NEW YORK (MainStreet) — After John Smith purchased a $2 million universal life policy in 2003, the recession took a toll on his estate, and the 73-year-old turned to his policy for financial help. The retiree was paying nearly $40,000 in yearly premiums that he could no longer afford. Smith met with his financial advisor and was informed that the surrender value, including fees and other charges, would be $72,000 less than what he'd paid into it over the years, which was $250,000.

That's when Smith turned to life insurance settlement.

"We ended up paying him $515,000 cash or nearly three times the surrender value his insurance company offered," said Scott Page, president and CEO of the Lifeline Program. "We assumed all his premiums from that point and he was freed of the burden of his monthly payment with more than half a million dollars in fresh cash he could spend as he wished."

Life insurance policies can be acquired by companies, such as Lifeline, which make up a secondary life insurance market. However, imagine how morbid life would feel if a third party had a vested interest in your death benefit.

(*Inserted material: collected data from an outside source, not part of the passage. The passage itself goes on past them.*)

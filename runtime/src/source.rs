//! Control-plane sources of dynamic image rules.
//!
//! A source keeps a local snapshot of the `Image` objects it knows about
//! (`list`) and broadcasts a [`WatchEvent`] for every add, update or
//! delete it observes. Consumers treat events purely as change
//! notifications; the payload only names the object for logging.

use std::collections::BTreeMap;
use std::path::{Path, PathBuf};

use async_trait::async_trait;
use jitreg_core::error::{GatewayError, Result};
use jitreg_core::ImageResource;
use notify::{RecursiveMode, Watcher};
use parking_lot::RwLock;
use tokio::sync::{broadcast, mpsc, watch};

/// Capacity of a source's change broadcast.
const EVENT_CAPACITY: usize = 64;

/// A change observed on the control plane.
#[derive(Debug, Clone, PartialEq, Eq)]
pub enum WatchEvent {
    Added(String),
    Updated(String),
    Deleted(String),
}

/// A live, eventually consistent list of `Image` objects.
#[async_trait]
pub trait RuleSource: Send + Sync {
    /// Snapshot of every object currently known.
    fn list(&self) -> Vec<ImageResource>;

    /// Receive change notifications from now on.
    fn subscribe(&self) -> broadcast::Receiver<WatchEvent>;

    /// Drive the underlying transport until `shutdown` flips to `true`.
    ///
    /// Sources that are updated in-process have nothing to drive.
    async fn run(&self, mut shutdown: watch::Receiver<bool>) -> Result<()> {
        wait_for_shutdown(&mut shutdown).await;
        Ok(())
    }
}

/// Resolve once `shutdown` carries `true` or its sender is gone.
pub async fn wait_for_shutdown(shutdown: &mut watch::Receiver<bool>) {
    loop {
        if *shutdown.borrow() {
            return;
        }
        if shutdown.changed().await.is_err() {
            return;
        }
    }
}

/// In-process control plane, mutated through [`apply`](Self::apply) and
/// [`delete`](Self::delete).
pub struct MemoryRuleSource {
    objects: RwLock<BTreeMap<String, ImageResource>>,
    events: broadcast::Sender<WatchEvent>,
}

impl MemoryRuleSource {
    pub fn new() -> Self {
        let (events, _) = broadcast::channel(EVENT_CAPACITY);
        Self {
            objects: RwLock::new(BTreeMap::new()),
            events,
        }
    }

    /// Create or replace an object, keyed by its name.
    pub fn apply(&self, resource: ImageResource) {
        let name = resource.metadata.name.clone();
        let previous = self.objects.write().insert(name.clone(), resource);
        let event = match previous {
            Some(_) => WatchEvent::Updated(name),
            None => WatchEvent::Added(name),
        };
        let _ = self.events.send(event);
    }

    /// Remove an object. Returns whether it existed.
    pub fn delete(&self, name: &str) -> bool {
        let removed = self.objects.write().remove(name).is_some();
        if removed {
            let _ = self.events.send(WatchEvent::Deleted(name.to_string()));
        }
        removed
    }
}

impl Default for MemoryRuleSource {
    fn default() -> Self {
        Self::new()
    }
}

#[async_trait]
impl RuleSource for MemoryRuleSource {
    fn list(&self) -> Vec<ImageResource> {
        self.objects.read().values().cloned().collect()
    }

    fn subscribe(&self) -> broadcast::Receiver<WatchEvent> {
        self.events.subscribe()
    }
}

/// Control plane backed by a directory of `Image` YAML documents.
///
/// Each `*.yaml`/`*.yml` file holds one object. The directory is scanned
/// on open and watched with `notify` while [`run`](RuleSource::run) is
/// active. Files that fail to parse are logged and left out of the list.
pub struct DirectoryRuleSource {
    dir: PathBuf,
    objects: RwLock<BTreeMap<PathBuf, ImageResource>>,
    events: broadcast::Sender<WatchEvent>,
}

impl DirectoryRuleSource {
    /// Open `dir` and load the objects it currently holds.
    pub fn open(dir: &Path) -> Result<Self> {
        if !dir.is_dir() {
            return Err(GatewayError::ConfigError(format!(
                "rules directory {} does not exist",
                dir.display()
            )));
        }

        let (events, _) = broadcast::channel(EVENT_CAPACITY);
        let source = Self {
            dir: dir.to_path_buf(),
            objects: RwLock::new(BTreeMap::new()),
            events,
        };
        source.load_blocking()?;

        tracing::info!(
            dir = %source.dir.display(),
            objects = source.objects.read().len(),
            "Loaded rules directory"
        );
        Ok(source)
    }

    /// Initial scan, before any runtime is driving the source.
    fn load_blocking(&self) -> Result<()> {
        let mut present = Vec::new();
        for entry in std::fs::read_dir(&self.dir)? {
            let path = entry?.path();
            if is_manifest_file(&path) {
                present.push(path);
            }
        }
        for path in self.resync_paths(present) {
            let loaded = parse_object(&path, std::fs::read_to_string(&path));
            self.store(&path, loaded);
        }
        Ok(())
    }

    /// Re-read every file, dropping objects whose files disappeared.
    async fn resync(&self) -> Result<()> {
        let mut present = Vec::new();
        let mut entries = tokio::fs::read_dir(&self.dir).await?;
        while let Some(entry) = entries.next_entry().await? {
            let path = entry.path();
            if is_manifest_file(&path) {
                present.push(path);
            }
        }
        for path in self.resync_paths(present) {
            self.reload(&path).await;
        }
        Ok(())
    }

    /// Known paths whose files are gone, followed by every file present.
    fn resync_paths(&self, present: Vec<PathBuf>) -> Vec<PathBuf> {
        let mut paths: Vec<PathBuf> = self
            .objects
            .read()
            .keys()
            .filter(|known| !present.contains(known))
            .cloned()
            .collect();
        paths.extend(present);
        paths
    }

    /// Bring the object stored for `path` in line with the file.
    async fn reload(&self, path: &Path) {
        let loaded = parse_object(path, tokio::fs::read_to_string(path).await);
        self.store(path, loaded);
    }

    fn store(&self, path: &Path, loaded: Option<ImageResource>) {
        let name = object_name(path);
        let mut objects = self.objects.write();
        let event = match loaded {
            Some(resource) => match objects.insert(path.to_path_buf(), resource) {
                Some(_) => WatchEvent::Updated(name),
                None => WatchEvent::Added(name),
            },
            None => match objects.remove(path) {
                Some(_) => WatchEvent::Deleted(name),
                None => return,
            },
        };
        drop(objects);

        tracing::debug!(event = ?event, "Rules directory changed");
        let _ = self.events.send(event);
    }
}

/// Parse a file read, treating unreadable or invalid files as absent.
fn parse_object(path: &Path, read: std::io::Result<String>) -> Option<ImageResource> {
    match read {
        Ok(data) => match ImageResource::from_yaml(&data) {
            Ok(resource) => Some(resource),
            Err(e) => {
                tracing::warn!(
                    path = %path.display(),
                    error = %e,
                    "Skipping invalid Image object"
                );
                None
            }
        },
        Err(e) if e.kind() == std::io::ErrorKind::NotFound => None,
        Err(e) => {
            tracing::warn!(path = %path.display(), error = %e, "Failed to read Image object");
            None
        }
    }
}

#[async_trait]
impl RuleSource for DirectoryRuleSource {
    fn list(&self) -> Vec<ImageResource> {
        self.objects.read().values().cloned().collect()
    }

    fn subscribe(&self) -> broadcast::Receiver<WatchEvent> {
        self.events.subscribe()
    }

    async fn run(&self, mut shutdown: watch::Receiver<bool>) -> Result<()> {
        let (tx, mut rx) = mpsc::unbounded_channel();
        let mut watcher = notify::recommended_watcher(move |res: notify::Result<notify::Event>| {
            let _ = tx.send(res);
        })
        .map_err(|e| GatewayError::WatchError(e.to_string()))?;
        watcher
            .watch(&self.dir, RecursiveMode::NonRecursive)
            .map_err(|e| GatewayError::WatchError(e.to_string()))?;

        // pick up anything that changed between open() and the watch starting
        self.resync().await?;
        tracing::info!(dir = %self.dir.display(), "Watching rules directory");

        loop {
            tokio::select! {
                _ = wait_for_shutdown(&mut shutdown) => break,
                received = rx.recv() => match received {
                    Some(Ok(event)) => {
                        for path in event.paths.iter().filter(|p| is_manifest_file(p)) {
                            self.reload(path).await;
                        }
                    }
                    Some(Err(e)) => {
                        tracing::warn!(error = %e, "Rules directory watch error");
                    }
                    None => break,
                },
            }
        }

        tracing::debug!(dir = %self.dir.display(), "Rules directory watch stopped");
        Ok(())
    }
}

fn is_manifest_file(path: &Path) -> bool {
    matches!(
        path.extension().and_then(|e| e.to_str()),
        Some("yaml") | Some("yml")
    )
}

fn object_name(path: &Path) -> String {
    path.file_stem()
        .map(|s| s.to_string_lossy().to_string())
        .unwrap_or_default()
}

"Initially the emotional reaction is confusion, but if the client can step back from that, I can then run numbers to clarify," said CJ Bowker, an independent life insurance broker with Aclaro Risk Management in Massachusetts. "The scary part is that life settlement companies are looking for someone near death but I don't know of any life settlement companies that conduct on going monitoring of their life settlement clients in the interest of death."

Lawmakers in Texas passed a bill enabling a policy holder with a face value more than $10,000 to sell it through life settlement for the purpose of using the proceeds to pay for long-term care services.